[Saved entries]
####################
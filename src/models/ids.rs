use std::fmt;

use serde::{Deserialize, Deserializer, Serialize};
use uuid::Uuid;

/// A normalized identifier. External inputs may arrive as 24-hex strings,
/// bare UUIDs, or UUIDs wrapped in `ObjectId("...")`-style decoration; all of
/// that tolerance lives at the boundary (`parse_id`) so that everywhere else
/// in the engine only a plain `Uuid` is ever passed around.
#[derive(Debug, Clone, Copy, PartialEq, Eq, Hash, PartialOrd, Ord, Serialize)]
#[serde(transparent)]
pub struct Id(pub Uuid);

impl Id {
    pub fn new() -> Self {
        Id(Uuid::new_v4())
    }

    pub fn as_uuid(&self) -> Uuid {
        self.0
    }
}

impl Default for Id {
    fn default() -> Self {
        Self::new()
    }
}

impl fmt::Display for Id {
    fn fmt(&self, f: &mut fmt::Formatter<'_>) -> fmt::Result {
        write!(f, "{}", self.0)
    }
}

impl From<Uuid> for Id {
    fn from(u: Uuid) -> Self {
        Id(u)
    }
}

impl From<Id> for Uuid {
    fn from(id: Id) -> Self {
        id.0
    }
}

/// Accepts a bare UUID string or a 24-hex legacy id (zero-padded into a
/// UUID's last 12 bytes) from external inputs. Internal code should never
/// need this — only HTTP/webhook boundaries do.
pub fn parse_id(raw: &str) -> Result<Id, String> {
    let trimmed = raw.trim().trim_matches('"');
    if let Ok(u) = Uuid::parse_str(trimmed) {
        return Ok(Id(u));
    }
    if trimmed.len() == 24 && trimmed.chars().all(|c| c.is_ascii_hexdigit()) {
        let mut bytes = [0u8; 16];
        for (i, chunk) in trimmed.as_bytes().chunks(2).enumerate() {
            let hex = std::str::from_utf8(chunk).map_err(|_| "invalid hex id")?;
            bytes[4 + i] = u8::from_str_radix(hex, 16).map_err(|_| "invalid hex id")?;
        }
        return Ok(Id(Uuid::from_bytes(bytes)));
    }
    Err(format!("not a recognizable id: {raw}"))
}

impl<'de> Deserialize<'de> for Id {
    fn deserialize<D>(deserializer: D) -> Result<Self, D::Error>
    where
        D: Deserializer<'de>,
    {
        #[derive(Deserialize)]
        #[serde(untagged)]
        enum Repr {
            Uuid(Uuid),
            Text(String),
        }
        match Repr::deserialize(deserializer)? {
            Repr::Uuid(u) => Ok(Id(u)),
            Repr::Text(s) => parse_id(&s).map_err(serde::de::Error::custom),
        }
    }
}

#[cfg(test)]
mod tests {
    use super::*;

    #[test]
    fn parses_plain_uuid() {
        let u = Uuid::new_v4();
        assert_eq!(parse_id(&u.to_string()).unwrap().as_uuid(), u);
    }

    #[test]
    fn parses_legacy_24_hex() {
        let id = parse_id("507f1f77bcf86cd799439011").unwrap();
        assert_eq!(id.to_string().len(), 36);
    }

    #[test]
    fn rejects_garbage() {
        assert!(parse_id("not-an-id").is_err());
    }
}
//! Inbound reply webhook (spec section 6). Authenticated by a shared-secret
//! header rather than the JWT gate (the sending MTA has no bearer token),
//! constant-time compared via `subtle` so response timing doesn't leak how
//! many leading bytes of the secret matched.

use actix_web::{web, HttpResponse};
use subtle::ConstantTimeEq;

use crate::engine::Engine;
use crate::models::wire::InboundReplyPayload;
use crate::services::reply_correlator::IngestOutcome;

const SECRET_HEADER: &str = "X-Webhook-Secret";

pub fn configure(cfg: &mut web::ServiceConfig) {
    cfg.route("/api/webhooks/reply", web::post().to(reply));
}

fn secret_matches(expected: &str, provided: &str) -> bool {
    expected.len() == provided.len() && bool::from(expected.as_bytes().ct_eq(provided.as_bytes()))
}

async fn reply(
    req: actix_web::HttpRequest,
    engine: web::Data<Engine>,
    payload: web::Json<InboundReplyPayload>,
) -> HttpResponse {
    let provided = req
        .headers()
        .get(SECRET_HEADER)
        .and_then(|h| h.to_str().ok())
        .unwrap_or("");
    if !secret_matches(&engine.cfg.webhook_secret, provided) {
        return HttpResponse::Unauthorized().finish();
    }

    match engine.reply_correlator.ingest(payload.into_inner()).await {
        Ok(IngestOutcome::Inserted) => HttpResponse::Ok().json(serde_json::json!({ "status": "inserted" })),
        Ok(IngestOutcome::Duplicate) => HttpResponse::Ok().json(serde_json::json!({ "status": "duplicate" })),
        Ok(IngestOutcome::Unroutable) => HttpResponse::Ok().json(serde_json::json!({ "status": "unroutable" })),
        Err(err) => {
            tracing::error!("reply ingest failed: {err}");
            HttpResponse::InternalServerError().finish()
        }
    }
}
####################
Read the entries and show each line that mentions "Text".

■ EXERCISE OUTPUT
            Text(String),
            Repr::Text(s) => parse_id(&s).map_err(serde::de::Error::custom),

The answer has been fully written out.